Guwahati: If the development plank the Congress rode on in the two previous elections endeared itself to voters in Assam, the near-absence of militancy for a considerable time made the party's position stronger in the 2011 assembly election.
Absence of major militant violence ever since the arrest of top NDFB and ULFA leaders, including its chairman Arabinda Rajkhowa and others, two years ago and their participation in the peace process were evidently given thumbs up by the voters who elected the party to the third consecutive term.
Unlike the earlier elections since 1991 held under the shadow of insurgent violence, the two-phased polls on April 4 and 11 were held peacefully with the major militant outfits like the ULFA and NDFB keeping out of the democratic process and instead engaging in peace talks with the government.
The near-absence of militancy for a considerable time made Congress's position stronger in the Assam polls.
Tarun Gogoi would become only the second person in the turbulent history of the state after Bimala Prasad Chaliha to adorn the chief minister's post for the third consecutive term.
The Congress, which had a vote share of 32.7 per cent in the 2006 assembly polls winning 52 seats in the 126-seat House, romped home to victory bagging 78 seats.
During the last 10 years the astute politician in Gogoi understood the pulse of the people who want only basic amenities for a comfortable life and concentrated on creating the facilities.
His slogan 'raijor podulit sarkar' (government at the doorstep of the people) was an instant hit with the voters.
Gogoi made efforts to introduce novel pro-people development schemes coupled with improved utilisation of funds from the Centre and aggressively implementing its welfare schemes during his two previous terms.
For the AGP, BJP and other parties, their campaign issue of Congress corruption proved a failure and failed to generate a strong anti-incumbency sentiment.
AGP's attempts to forge a grand alliance of opposition parties to free the state from the 'corruption-ridden Congress rule' remained a dream.
Though they had last time won 24 seats with a 25.59 per cent vote share, this time they were reduced to just 10 seats with their president Chandra Mohan Patowary and top leaders losing.
The AGP could not make their connect with the people at the grass root level and take their campaign to the voters by using their support at the panchayat level as they had lost the local elections during the last five years.
Though it had won the assembly elections in 1985 and 1991, the AGP has been on a downslide since 2001 when it was drubbed in the assembly and local body elections due to, what the voters claim, acute financial condition they pushed the state into, rise in unprecedented militancy and lack of job opportunities.
There is also a complaint from the voters that the AGP and BJP busied themselves with allegations against the government and was a "party of leaders with no followers" instead of working for the interest of the people.
The refrain of the voters, particularly women and youths, is: "We have to be pragmatic.

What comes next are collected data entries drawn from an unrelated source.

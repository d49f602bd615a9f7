//! Shared error types for the services crate.

use thiserror::Error;

/// Errors emitted by the HTTP boundary.
#[derive(Debug, Error)]
#[non_exhaustive]
pub enum ApiError {
    #[error("request failed with status {0}")]
    Status(reqwest::StatusCode),
    #[error(transparent)]
    Http(#[from] reqwest::Error),
    #[error(transparent)]
    Decode(#[from] serde_json::Error),
    #[error("invalid request url: {0}")]
    Url(#[from] url::ParseError),
}

impl ApiError {
    /// The HTTP status for a non-2xx response, if that is what failed.
    #[must_use]
    pub fn status(&self) -> Option<reqwest::StatusCode> {
        match self {
            ApiError::Status(status) => Some(*status),
            ApiError::Http(err) => err.status(),
            _ => None,
        }
    }

    /// True when the backend rejected the request for lack of permission.
    #[must_use]
    pub fn is_forbidden(&self) -> bool {
        self.status() == Some(reqwest::StatusCode::FORBIDDEN)
    }
}

/// Client-side filter validation failures, raised before any request is sent.
///
/// The display text doubles as the user-facing alert message.
#[derive(Debug, Error, Clone, Copy, PartialEq, Eq)]
#[non_exhaustive]
pub enum FilterError {
    #[error("시작일은 종료일보다 이전이어야 합니다.")]
    StartAfterEnd,
}
use serde::{Deserialize, Serialize};

use crate::model::ids::UserId;

/// Company-wide role of the signed-in user.
#[derive(Debug, Clone, Copy, PartialEq, Eq, Serialize, Deserialize)]
#[serde(rename_all = "SCREAMING_SNAKE_CASE")]
pub enum CompanyRole {
    Admin,
    User,
}

/// Read-only snapshot of the signed-in session.
///
/// Injected into view-models at construction; nothing in this client mutates
/// it. Project-level roles are resolved per project, not carried here.
#[derive(Debug, Clone, PartialEq, Eq, Serialize, Deserialize)]
pub struct UserSession {
    user_id: UserId,
    name: String,
    company_role: CompanyRole,
}

impl UserSession {
    #[must_use]
    pub fn new(user_id: UserId, name: impl Into<String>, company_role: CompanyRole) -> Self {
        Self {
            user_id,
            name: name.into(),
            company_role,
        }
    }

    #[must_use]
    pub fn user_id(&self) -> UserId {
        self.user_id
    }

    #[must_use]
    pub fn name(&self) -> &str {
        &self.name
    }

    #[must_use]
    pub fn company_role(&self) -> CompanyRole {
        self.company_role
    }

    #[must_use]
    pub fn is_admin(&self) -> bool {
        self.company_role == CompanyRole::Admin
    }
}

We voted for the Congress as they can bring the central development funds to our state as the same party is in power in Delhi also. We want good education and job opportunities, development and peace."
They also voted for the Congress as its government had undertaken schemes for providing housing to the poor, cash assistance to farmers, micro finance for the self-help groups to engage the rural women in employment generation activities and implementation of the NREGA.
The non-Congress voters preference for the ruling party this time over the AGP or BJP was because their children were provided with free education in government schools, no fees for girl child in government colleges at the higher secondary level, free laptops to every student passing the matric exam in the first division and money paid to expectant mothers.
The other contributing factors to the Congress victory were health schemes such as insurance for the below poverty line people, free-of-cost pacemakers in government hospitals to heart patients, free chemo therapy to cancer patients in the state.
The other health benefits included among others, all expenses paid surgery in a Karnataka super-speciality hospital for children with congenital heart problem, setting up of six additional medical colleges with hospitals in the state, payment of daily allowance to the BPL people admitted to government hospitals.
On the other hand, the saffron party BJP, with a 12.07 per cent vote share last time, despite aggressive poll campaigning by its top national leaders' harping against corruption cut no ice with the voters.
Its last tally halved to just five and was completely wiped out in its bastion of Bengali dominated Barak valley. The left parties of CPI and CPM, NCP and local party Autonomous State Demand Committee (ASDC), which had a presence in the last House, were whitewashed.
Trinamool Congress, which swept to power in West Bengal, made an entry into the state's electoral history by winning a seat this time.
Congress alliance partner Bodoland Peoples Front, led by former militant and now a reformed autonomous district council administrator Hagrama Mohilary, won 12 seats fighting on its own.
In 2006, the 11 BPF legislators had supported the Congress to form the government. The minority-dominated AIUDF's ambition to play a kingmaker's role in the event of a hung assembly evaporated with the Congress gaining impressively.
Its tally of 18 seats, all against Congress rivals, improves its assembly electoral debut tally of 10 with a 16.12 per cent vote share in 2006.